[Saved entries]

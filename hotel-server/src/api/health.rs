//! Health check route

use axum::{Json, Router, extract::State, routing::get};
use serde::Serialize;
use std::time::SystemTime;

use crate::core::ServerState;

pub fn router() -> Router<ServerState> {
    Router::new().route("/health", get(health))
}

#[derive(Serialize)]
pub struct HealthResponse {
    status: &'static str,
    version: &'static str,
    uptime_seconds: u64,
    database: &'static str,
}

static START_TIME: std::sync::OnceLock<SystemTime> = std::sync::OnceLock::new();

fn get_uptime_seconds() -> u64 {
    let start = START_TIME.get_or_init(SystemTime::now);
    SystemTime::now()
        .duration_since(*start)
        .map(|d| d.as_secs())
        .unwrap_or(0)
}

pub async fn health(State(state): State<ServerState>) -> Json<HealthResponse> {
    let database = match state.get_db().health().await {
        Ok(_) => "ok",
        Err(_) => "error",
    };

    Json(HealthResponse {
        status: if database == "ok" { "healthy" } else { "degraded" },
        version: env!("CARGO_PKG_VERSION"),
        uptime_seconds: get_uptime_seconds(),
        database,
    })
}
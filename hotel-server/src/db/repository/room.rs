//! Room Repository

use super::{parse_record_id, BaseRepository, RepoError, RepoResult};
use crate::db::models::{Room, RoomUpdate};
use chrono::{DateTime, Utc};
use shared::{CleaningState, RoomStatus};
use surrealdb::{RecordId, Surreal};
use surrealdb::engine::local::Db;

const TABLE: &str = "room";

#[derive(Clone)]
pub struct RoomRepository {
    base: BaseRepository,
}

impl RoomRepository {
    pub fn new(db: Surreal<Db>) -> Self {
        Self {
            base: BaseRepository::new(db),
        }
    }

    pub async fn find_all(&self) -> RepoResult<Vec<Room>> {
        let rooms: Vec<Room> = self
            .base
            .db()
            .query("SELECT * FROM room ORDER BY number")
            .await?
            .take(0)?;
        Ok(rooms)
    }

    pub async fn find_by_id(&self, id: &str) -> RepoResult<Option<Room>> {
        let thing = parse_record_id(id)?;
        let room: Option<Room> = self.base.db().select(thing).await?;
        Ok(room)
    }

    pub async fn find_by_number(&self, number: &str) -> RepoResult<Option<Room>> {
        let mut result = self
            .base
            .db()
            .query("SELECT * FROM room WHERE number = $number LIMIT 1")
            .bind(("number", number.to_string()))
            .await?;
        let rooms: Vec<Room> = result.take(0)?;
        Ok(rooms.into_iter().next())
    }

    /// Create a room. The nightly price is copied from the room type so
    /// later type edits never reprice existing rooms.
    pub async fn create(
        &self,
        number: String,
        room_type: RecordId,
        price: f64,
        status: RoomStatus,
    ) -> RepoResult<Room> {
        if self.find_by_number(&number).await?.is_some() {
            return Err(RepoError::Duplicate(format!(
                "Room '{}' already exists",
                number
            )));
        }

        let now = Utc::now();
        let room = Room {
            id: None,
            number,
            room_type,
            price,
            status,
            guest: None,
            check_out: None,
            booking: None,
            cleaning: None,
            last_cleaned: None,
            issue: None,
            eta: None,
            created_at: Some(now),
            updated_at: Some(now),
        };

        let created: Option<Room> = self.base.db().create(TABLE).content(room).await?;
        created.ok_or_else(|| RepoError::Database("Failed to create room".to_string()))
    }

    /// Update housekeeping and maintenance fields
    pub async fn update(&self, id: &str, data: RoomUpdate) -> RepoResult<Room> {
        let thing = parse_record_id(id)?;
        let existing = self
            .find_by_id(id)
            .await?
            .ok_or_else(|| RepoError::NotFound(format!("Room {} not found", id)))?;

        let merged = Room {
            id: None,
            status: data.status.unwrap_or(existing.status),
            cleaning: data.cleaning.unwrap_or(existing.cleaning),
            last_cleaned: data.last_cleaned.unwrap_or(existing.last_cleaned),
            issue: data.issue.unwrap_or(existing.issue),
            eta: data.eta.unwrap_or(existing.eta),
            updated_at: Some(Utc::now()),
            ..existing
        };

        let updated: Option<Room> = self.base.db().update(thing).content(merged).await?;
        updated.ok_or_else(|| RepoError::NotFound(format!("Room {} not found", id)))
    }

    /// Place a guest into the room for the duration of a stay.
    ///
    /// The write only applies while the room is still Available, so two
    /// concurrent check-ins cannot both claim it. Returns the updated
    /// row, or None when another request won the race.
    pub async fn mark_occupied(
        &self,
        id: &RecordId,
        guest_name: String,
        check_out: DateTime<Utc>,
        booking: RecordId,
    ) -> RepoResult<Option<Room>> {
        let mut result = self
            .base
            .db()
            .query(
                "UPDATE $room SET status = $status, guest = $guest, check_out = $check_out, \
                 booking = $booking, cleaning = NONE, updated_at = time::now() \
                 WHERE status = $expected RETURN AFTER",
            )
            .bind(("room", id.clone()))
            .bind(("status", RoomStatus::Occupied))
            .bind(("guest", guest_name))
            .bind(("check_out", check_out))
            .bind(("booking", booking))
            .bind(("expected", RoomStatus::Available))
            .await?;
        let rooms: Vec<Room> = result.take(0)?;
        Ok(rooms.into_iter().next())
    }

    /// Clear the occupancy and queue the room for cleaning
    pub async fn release(&self, id: &RecordId) -> RepoResult<()> {
        self.base
            .db()
            .query(
                "UPDATE $room SET status = $status, guest = NONE, check_out = NONE, \
                 booking = NONE, cleaning = $cleaning, updated_at = time::now()",
            )
            .bind(("room", id.clone()))
            .bind(("status", RoomStatus::Available))
            .bind(("cleaning", CleaningState::InProgress))
            .await?;
        Ok(())
    }

    /// Restore a room to Available with no occupancy (booking rollback)
    pub async fn clear_occupancy(&self, id: &RecordId) -> RepoResult<()> {
        self.base
            .db()
            .query(
                "UPDATE $room SET status = $status, guest = NONE, check_out = NONE, \
                 booking = NONE, updated_at = time::now()",
            )
            .bind(("room", id.clone()))
            .bind(("status", RoomStatus::Available))
            .await?;
        Ok(())
    }

    pub async fn delete(&self, id: &str) -> RepoResult<bool> {
        let thing = parse_record_id(id)?;
        let deleted: Option<Room> = self.base.db().delete(thing).await?;
        Ok(deleted.is_some())
    }
}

→ **Exercise prompt**
An exact copy of every line above is needed.

→ **Task result**
filename hotel-server/src/api/health.rs
//! Health check route

use axum::{Json, Router, extract::State, routing::get};
use serde::Serialize;
use std::time::SystemTime;

use crate::core::ServerState;

pub fn router() -> Router<ServerState> {
    Router::new().route("/health", get(health))
}

#[derive(Serialize)]
pub struct HealthResponse {
    status: &'static str,
    version: &'static str,
    uptime_seconds: u64,
    database: &'static str,
}

static START_TIME: std::sync::OnceLock<SystemTime> = std::sync::OnceLock::new();

fn get_uptime_seconds() -> u64 {
    let start = START_TIME.get_or_init(SystemTime::now);
    SystemTime::now()
        .duration_since(*start)
        .map(|d| d.as_secs())
        .unwrap_or(0)
}

pub async fn health(State(state): State<ServerState>) -> Json<HealthResponse> {
    let database = match state.get_db().health().await {
        Ok(_) => "ok",
        Err(_) => "error",
    };

    Json(HealthResponse {
        status: if database == "ok" { "healthy" } else { "degraded" },
        version: env!("CARGO_PKG_VERSION"),
        uptime_seconds: get_uptime_seconds(),
        database,
    })
}
filename hotel-server/src/db/repository/room.rs
//! Room Repository

use super::{parse_record_id, BaseRepository, RepoError, RepoResult};
use crate::db::models::{Room, RoomUpdate};
use chrono::{DateTime, Utc};
use shared::{CleaningState, RoomStatus};
use surrealdb::{RecordId, Surreal};
use surrealdb::engine::local::Db;

const TABLE: &str = "room";

#[derive(Clone)]
pub struct RoomRepository {
    base: BaseRepository,
}

impl RoomRepository {
    pub fn new(db: Surreal<Db>) -> Self {
        Self {
            base: BaseRepository::new(db),
        }
    }

    pub async fn find_all(&self) -> RepoResult<Vec<Room>> {
        let rooms: Vec<Room> = self
            .base
            .db()
            .query("SELECT * FROM room ORDER BY number")
            .await?
            .take(0)?;
        Ok(rooms)
    }

    pub async fn find_by_id(&self, id: &str) -> RepoResult<Option<Room>> {
        let thing = parse_record_id(id)?;
        let room: Option<Room> = self.base.db().select(thing).await?;
        Ok(room)
    }

    pub async fn find_by_number(&self, number: &str) -> RepoResult<Option<Room>> {
        let mut result = self
            .base
            .db()
            .query("SELECT * FROM room WHERE number = $number LIMIT 1")
            .bind(("number", number.to_string()))
            .await?;
        let rooms: Vec<Room> = result.take(0)?;
        Ok(rooms.into_iter().next())
    }

    /// Create a room. The nightly price is copied from the room type so
    /// later type edits never reprice existing rooms.
    pub async fn create(
        &self,
        number: String,
        room_type: RecordId,
        price: f64,
        status: RoomStatus,
    ) -> RepoResult<Room> {
        if self.find_by_number(&number).await?.is_some() {
            return Err(RepoError::Duplicate(format!(
                "Room '{}' already exists",
                number
            )));
        }

        let now = Utc::now();
        let room = Room {
            id: None,
            number,
            room_type,
            price,
            status,
            guest: None,
            check_out: None,
            booking: None,
            cleaning: None,
            last_cleaned: None,
            issue: None,
            eta: None,
            created_at: Some(now),
            updated_at: Some(now),
        };

        let created: Option<Room> = self.base.db().create(TABLE).content(room).await?;
        created.ok_or_else(|| RepoError::Database("Failed to create room".to_string()))
    }

    /// Update housekeeping and maintenance fields
    pub async fn update(&self, id: &str, data: RoomUpdate) -> RepoResult<Room> {
        let thing = parse_record_id(id)?;
        let existing = self
            .find_by_id(id)
            .await?
            .ok_or_else(|| RepoError::NotFound(format!("Room {} not found", id)))?;

        let merged = Room {
            id: None,
            status: data.status.unwrap_or(existing.status),
            cleaning: data.cleaning.unwrap_or(existing.cleaning),
            last_cleaned: data.last_cleaned.unwrap_or(existing.last_cleaned),
            issue: data.issue.unwrap_or(existing.issue),
            eta: data.eta.unwrap_or(existing.eta),
            updated_at: Some(Utc::now()),
            ..existing
        };

        let updated: Option<Room> = self.base.db().update(thing).content(merged).await?;
        updated.ok_or_else(|| RepoError::NotFound(format!("Room {} not found", id)))
    }

    /// Place a guest into the room for the duration of a stay.
    ///
    /// The write only applies while the room is still Available, so two
    /// concurrent check-ins cannot both claim it. Returns the updated
    /// row, or None when another request won the race.
    pub async fn mark_occupied(
        &self,
        id: &RecordId,
        guest_name: String,
        check_out: DateTime<Utc>,
        booking: RecordId,
    ) -> RepoResult<Option<Room>> {
        let mut result = self
            .base
            .db()
            .query(
                "UPDATE $room SET status = $status, guest = $guest, check_out = $check_out, \
                 booking = $booking, cleaning = NONE, updated_at = time::now() \
                 WHERE status = $expected RETURN AFTER",
            )
            .bind(("room", id.clone()))
            .bind(("status", RoomStatus::Occupied))
            .bind(("guest", guest_name))
            .bind(("check_out", check_out))
            .bind(("booking", booking))
            .bind(("expected", RoomStatus::Available))
            .await?;
        let rooms: Vec<Room> = result.take(0)?;
        Ok(rooms.into_iter().next())
    }

    /// Clear the occupancy and queue the room for cleaning
    pub async fn release(&self, id: &RecordId) -> RepoResult<()> {
        self.base
            .db()
            .query(
                "UPDATE $room SET status = $status, guest = NONE, check_out = NONE, \
                 booking = NONE, cleaning = $cleaning, updated_at = time::now()",
            )
            .bind(("room", id.clone()))
            .bind(("status", RoomStatus::Available))
            .bind(("cleaning", CleaningState::InProgress))
            .await?;
        Ok(())
    }

    /// Restore a room to Available with no occupancy (booking rollback)
    pub async fn clear_occupancy(&self, id: &RecordId) -> RepoResult<()> {
        self.base
            .db()
            .query(
                "UPDATE $room SET status = $status, guest = NONE, check_out = NONE, \
                 booking = NONE, updated_at = time::now()",
            )
            .bind(("room", id.clone()))
            .bind(("status", RoomStatus::Available))
            .await?;
        Ok(())
    }

    pub async fn delete(&self, id: &str) -> RepoResult<bool> {
        let thing = parse_record_id(id)?;
        let deleted: Option<Room> = self.base.db().delete(thing).await?;
        Ok(deleted.is_some())
    }
}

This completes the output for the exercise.